═══ DATA TO PROCESS ═══

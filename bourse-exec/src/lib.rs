//! Bourse Execution Layer
//!
//! Order flow, matching and settlement over a `Store`.
//!
//! # Architecture
//!
//! ```text
//! OrderDesk ──place/amend──► ReservationManager ──► ImmediateMatcher
//!                                                      │
//! BatchMatchingPass ──sweep─────────────────────────────┤
//!                                                      ▼
//!                       CounterpartyFinder ──► SettlementExecutor ──► commit
//! ```
//!
//! Each matching attempt is one unit of work. A refused settlement rolls back
//! and leaves the order active; only store failures surface as errors.
//!
//! # Example
//!
//! ```rust,ignore
//! use bourse_exec::{MatchingConfig, OrderDesk, PlaceOrder};
//! use bourse_store::MemoryStore;
//! use std::sync::Arc;
//!
//! let store = Arc::new(MemoryStore::new());
//! let desk = OrderDesk::new(store, MatchingConfig::inventory());
//!
//! let receipt = desk.place_order(PlaceOrder::market(owner_id, investment_id, 5, false)).await?;
//! assert!(receipt.outcome.is_settled());
//! ```

#![warn(clippy::all)]

pub mod batch;
pub mod config;
pub mod desk;
pub mod error;
pub mod finder;
pub mod matching;
pub mod notify;
pub mod reservation;
pub mod settlement;

// Re-exports for convenience
pub use batch::{BatchMatchingPass, PassReport};
pub use config::{MatchingConfig, MatchingMode};
pub use desk::{OrderAmendment, OrderDesk, OrderReceipt, OrderType, PlaceOrder};
pub use error::{ExecError, ExecResult, SettlementError};
pub use finder::{Counterparty, CounterpartyFinder};
pub use matching::{ImmediateMatcher, MatchOutcome};
pub use notify::{LogNotifier, Notifier, RecordingNotifier};
pub use reservation::ReservationManager;
pub use settlement::{CompletedOrder, Settlement, SettlementExecutor};
//! Settlement executor.
//!
//! Re-reads and locks every row a settlement touches inside the caller's
//! unit of work, re-checks the match on those rows, lets the engine plan
//! the transfer, then writes the plan. Commit is the caller's job, so a
//! failure anywhere leaves the unit of work to be rolled back whole.

use bourse_domain::{Order, OrderId, PortfolioId, Trade, TradeId, UserId};
use bourse_engine::{settle_against_inventory, settle_between, Evaluator, Participant};
use bourse_store::{LedgerTx, StoreError};
use serde::Serialize;
use tracing::info;

use crate::config::MatchingConfig;
use crate::error::SettlementError;
use crate::finder::{Counterparty, CounterpartyFinder};

/// An order completed by a settlement, with the owner's contact identity.
#[derive(Debug, Clone, PartialEq, Eq, Serialize)]
pub struct CompletedOrder {
    pub order_id: OrderId,
    pub portfolio_id: PortfolioId,
    pub owner_id: UserId,
    pub owner_email: String,
    pub trade_id: TradeId,
}

/// Result of one successful settlement.
#[derive(Debug, Clone)]
pub struct Settlement {
    pub trade: Trade,
    /// Every order this settlement completed
    pub completed: Vec<CompletedOrder>,
}

/// Applies matched pairs to the ledger.
#[derive(Debug, Clone, Copy)]
pub struct SettlementExecutor {
    evaluator: Evaluator,
}

impl SettlementExecutor {
    /// Create an executor for the given matching configuration.
    pub fn new(config: MatchingConfig) -> Self {
        Self { evaluator: Evaluator::new(config.equal_policy) }
    }

    /// Settle `subject` against `counterparty` within `tx`.
    ///
    /// Rows are locked as investment, orders, portfolios, then users in id
    /// order. `subject` only names the order; it is re-read under lock.
    /// Does not commit.
    pub async fn settle(
        &self,
        tx: &mut dyn LedgerTx,
        subject: &Order,
        counterparty: &Counterparty,
    ) -> Result<Settlement, SettlementError> {
        let order_id = subject.id;
        let investment = tx.load_investment(subject.investment_id).await?;
        let order = tx.load_order(order_id).await?;
        let reference = investment.reference_price;

        let plan = match counterparty {
            Counterparty::Inventory => {
                let liquidity = CounterpartyFinder::inventory_liquidity(&order, &investment);
                // Status is checked by the engine with a precise error
                if order.is_active() && !self.evaluator.is_executable(&order, reference, liquidity)
                {
                    return Err(SettlementError::NoLongerExecutable { order_id });
                }
                let participant = load_participant(tx, order).await?;
                settle_against_inventory(participant, investment)?
            },
            Counterparty::Order(counter) => {
                let counter = tx.load_order(counter.id).await?;
                if order.is_active()
                    && counter.is_active()
                    && !self.evaluator.are_complementary(&order, &counter, reference)
                {
                    return Err(SettlementError::NoLongerExecutable { order_id });
                }
                let (subject, counter) = load_pair(tx, order, counter).await?;
                settle_between(subject, counter, &investment)?
            },
        };

        for user in &plan.users {
            tx.save_user(user).await?;
        }
        for portfolio in &plan.portfolios {
            tx.save_portfolio(portfolio).await?;
        }
        if let Some(investment) = &plan.investment {
            tx.save_investment(investment).await?;
        }
        for order in &plan.orders {
            tx.save_order(order).await?;
        }
        tx.insert_trade(&plan.trade).await?;

        info!(
            trade_id = %plan.trade.id,
            %order_id,
            investment_id = %plan.trade.investment_id,
            quantity = plan.trade.quantity.get(),
            price = %plan.trade.settled_price,
            "Trade settled"
        );

        let completed = plan
            .orders
            .iter()
            .zip(plan.portfolios.iter().zip(plan.users.iter()))
            .map(|(order, (portfolio, user))| CompletedOrder {
                order_id: order.id,
                portfolio_id: portfolio.id,
                owner_id: user.id,
                owner_email: user.email.clone(),
                trade_id: plan.trade.id,
            })
            .collect();

        Ok(Settlement { trade: plan.trade, completed })
    }
}

async fn load_participant(tx: &mut dyn LedgerTx, order: Order) -> Result<Participant, StoreError> {
    let portfolio = tx.load_portfolio(order.portfolio_id).await?;
    let user = tx.load_user(portfolio.owner_id).await?;
    Ok(Participant { order, user, portfolio })
}

/// Both portfolios before either user, users in id order.
async fn load_pair(
    tx: &mut dyn LedgerTx,
    subject: Order,
    counter: Order,
) -> Result<(Participant, Participant), StoreError> {
    let subject_portfolio = tx.load_portfolio(subject.portfolio_id).await?;
    let counter_portfolio = tx.load_portfolio(counter.portfolio_id).await?;

    let (subject_user, counter_user) = if subject_portfolio.owner_id <= counter_portfolio.owner_id {
        let first = tx.load_user(subject_portfolio.owner_id).await?;
        (first, tx.load_user(counter_portfolio.owner_id).await?)
    } else {
        let first = tx.load_user(counter_portfolio.owner_id).await?;
        (tx.load_user(subject_portfolio.owner_id).await?, first)
    };

    Ok((
        Participant { order: subject, user: subject_user, portfolio: subject_portfolio },
        Participant { order: counter, user: counter_user, portfolio: counter_portfolio },
    ))
}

═══

→ WHAT IS NEEDED
Set down the entries again exactly as they are.

→ TASK ANSWER
filename bourse-exec/src/lib.rs
//! Bourse Execution Layer
//!
//! Order flow, matching and settlement over a `Store`.
//!
//! # Architecture
//!
//! ```text
//! OrderDesk ──place/amend──► ReservationManager ──► ImmediateMatcher
//!                                                      │
//! BatchMatchingPass ──sweep─────────────────────────────┤
//!                                                      ▼
//!                       CounterpartyFinder ──► SettlementExecutor ──► commit
//! ```
//!
//! Each matching attempt is one unit of work. A refused settlement rolls back
//! and leaves the order active; only store failures surface as errors.
//!
//! # Example
//!
//! ```rust,ignore
//! use bourse_exec::{MatchingConfig, OrderDesk, PlaceOrder};
//! use bourse_store::MemoryStore;
//! use std::sync::Arc;
//!
//! let store = Arc::new(MemoryStore::new());
//! let desk = OrderDesk::new(store, MatchingConfig::inventory());
//!
//! let receipt = desk.place_order(PlaceOrder::market(owner_id, investment_id, 5, false)).await?;
//! assert!(receipt.outcome.is_settled());
//! ```

#![warn(clippy::all)]

pub mod batch;
pub mod config;
pub mod desk;
pub mod error;
pub mod finder;
pub mod matching;
pub mod notify;
pub mod reservation;
pub mod settlement;

// Re-exports for convenience
pub use batch::{BatchMatchingPass, PassReport};
pub use config::{MatchingConfig, MatchingMode};
pub use desk::{OrderAmendment, OrderDesk, OrderReceipt, OrderType, PlaceOrder};
pub use error::{ExecError, ExecResult, SettlementError};
pub use finder::{Counterparty, CounterpartyFinder};
pub use matching::{ImmediateMatcher, MatchOutcome};
pub use notify::{LogNotifier, Notifier, RecordingNotifier};
pub use reservation::ReservationManager;
pub use settlement::{CompletedOrder, Settlement, SettlementExecutor};
//! Settlement executor.
//!
//! Re-reads and locks every row a settlement touches inside the caller's
//! unit of work, re-checks the match on those rows, lets the engine plan
//! the transfer, then writes the plan. Commit is the caller's job, so a
//! failure anywhere leaves the unit of work to be rolled back whole.

use bourse_domain::{Order, OrderId, PortfolioId, Trade, TradeId, UserId};
use bourse_engine::{settle_against_inventory, settle_between, Evaluator, Participant};
use bourse_store::{LedgerTx, StoreError};
use serde::Serialize;
use tracing::info;

use crate::config::MatchingConfig;
use crate::error::SettlementError;
use crate::finder::{Counterparty, CounterpartyFinder};

/// An order completed by a settlement, with the owner's contact identity.
#[derive(Debug, Clone, PartialEq, Eq, Serialize)]
pub struct CompletedOrder {
    pub order_id: OrderId,
    pub portfolio_id: PortfolioId,
    pub owner_id: UserId,
    pub owner_email: String,
    pub trade_id: TradeId,
}

/// Result of one successful settlement.
#[derive(Debug, Clone)]
pub struct Settlement {
    pub trade: Trade,
    /// Every order this settlement completed
    pub completed: Vec<CompletedOrder>,
}

/// Applies matched pairs to the ledger.
#[derive(Debug, Clone, Copy)]
pub struct SettlementExecutor {
    evaluator: Evaluator,
}

impl SettlementExecutor {
    /// Create an executor for the given matching configuration.
    pub fn new(config: MatchingConfig) -> Self {
        Self { evaluator: Evaluator::new(config.equal_policy) }
    }

    /// Settle `subject` against `counterparty` within `tx`.
    ///
    /// Rows are locked as investment, orders, portfolios, then users in id
    /// order. `subject` only names the order; it is re-read under lock.
    /// Does not commit.
    pub async fn settle(
        &self,
        tx: &mut dyn LedgerTx,
        subject: &Order,
        counterparty: &Counterparty,
    ) -> Result<Settlement, SettlementError> {
        let order_id = subject.id;
        let investment = tx.load_investment(subject.investment_id).await?;
        let order = tx.load_order(order_id).await?;
        let reference = investment.reference_price;

        let plan = match counterparty {
            Counterparty::Inventory => {
                let liquidity = CounterpartyFinder::inventory_liquidity(&order, &investment);
                // Status is checked by the engine with a precise error
                if order.is_active() && !self.evaluator.is_executable(&order, reference, liquidity)
                {
                    return Err(SettlementError::NoLongerExecutable { order_id });
                }
                let participant = load_participant(tx, order).await?;
                settle_against_inventory(participant, investment)?
            },
            Counterparty::Order(counter) => {
                let counter = tx.load_order(counter.id).await?;
                if order.is_active()
                    && counter.is_active()
                    && !self.evaluator.are_complementary(&order, &counter, reference)
                {
                    return Err(SettlementError::NoLongerExecutable { order_id });
                }
                let (subject, counter) = load_pair(tx, order, counter).await?;
                settle_between(subject, counter, &investment)?
            },
        };

        for user in &plan.users {
            tx.save_user(user).await?;
        }
        for portfolio in &plan.portfolios {
            tx.save_portfolio(portfolio).await?;
        }
        if let Some(investment) = &plan.investment {
            tx.save_investment(investment).await?;
        }
        for order in &plan.orders {
            tx.save_order(order).await?;
        }
        tx.insert_trade(&plan.trade).await?;

        info!(
            trade_id = %plan.trade.id,
            %order_id,
            investment_id = %plan.trade.investment_id,
            quantity = plan.trade.quantity.get(),
            price = %plan.trade.settled_price,
            "Trade settled"
        );

        let completed = plan
            .orders
            .iter()
            .zip(plan.portfolios.iter().zip(plan.users.iter()))
            .map(|(order, (portfolio, user))| CompletedOrder {
                order_id: order.id,
                portfolio_id: portfolio.id,
                owner_id: user.id,
                owner_email: user.email.clone(),
                trade_id: plan.trade.id,
            })
            .collect();

        Ok(Settlement { trade: plan.trade, completed })
    }
}

async fn load_participant(tx: &mut dyn LedgerTx, order: Order) -> Result<Participant, StoreError> {
    let portfolio = tx.load_portfolio(order.portfolio_id).await?;
    let user = tx.load_user(portfolio.owner_id).await?;
    Ok(Participant { order, user, portfolio })
}

/// Both portfolios before either user, users in id order.
async fn load_pair(
    tx: &mut dyn LedgerTx,
    subject: Order,
    counter: Order,
) -> Result<(Participant, Participant), StoreError> {
    let subject_portfolio = tx.load_portfolio(subject.portfolio_id).await?;
    let counter_portfolio = tx.load_portfolio(counter.portfolio_id).await?;

    let (subject_user, counter_user) = if subject_portfolio.owner_id <= counter_portfolio.owner_id {
        let first = tx.load_user(subject_portfolio.owner_id).await?;
        (first, tx.load_user(counter_portfolio.owner_id).await?)
    } else {
        let first = tx.load_user(counter_portfolio.owner_id).await?;
        (tx.load_user(subject_portfolio.owner_id).await?, first)
    };

    Ok((
        Participant { order: subject, user: subject_user, portfolio: subject_portfolio },
        Participant { order: counter, user: counter_user, portfolio: counter_portfolio },
    ))
}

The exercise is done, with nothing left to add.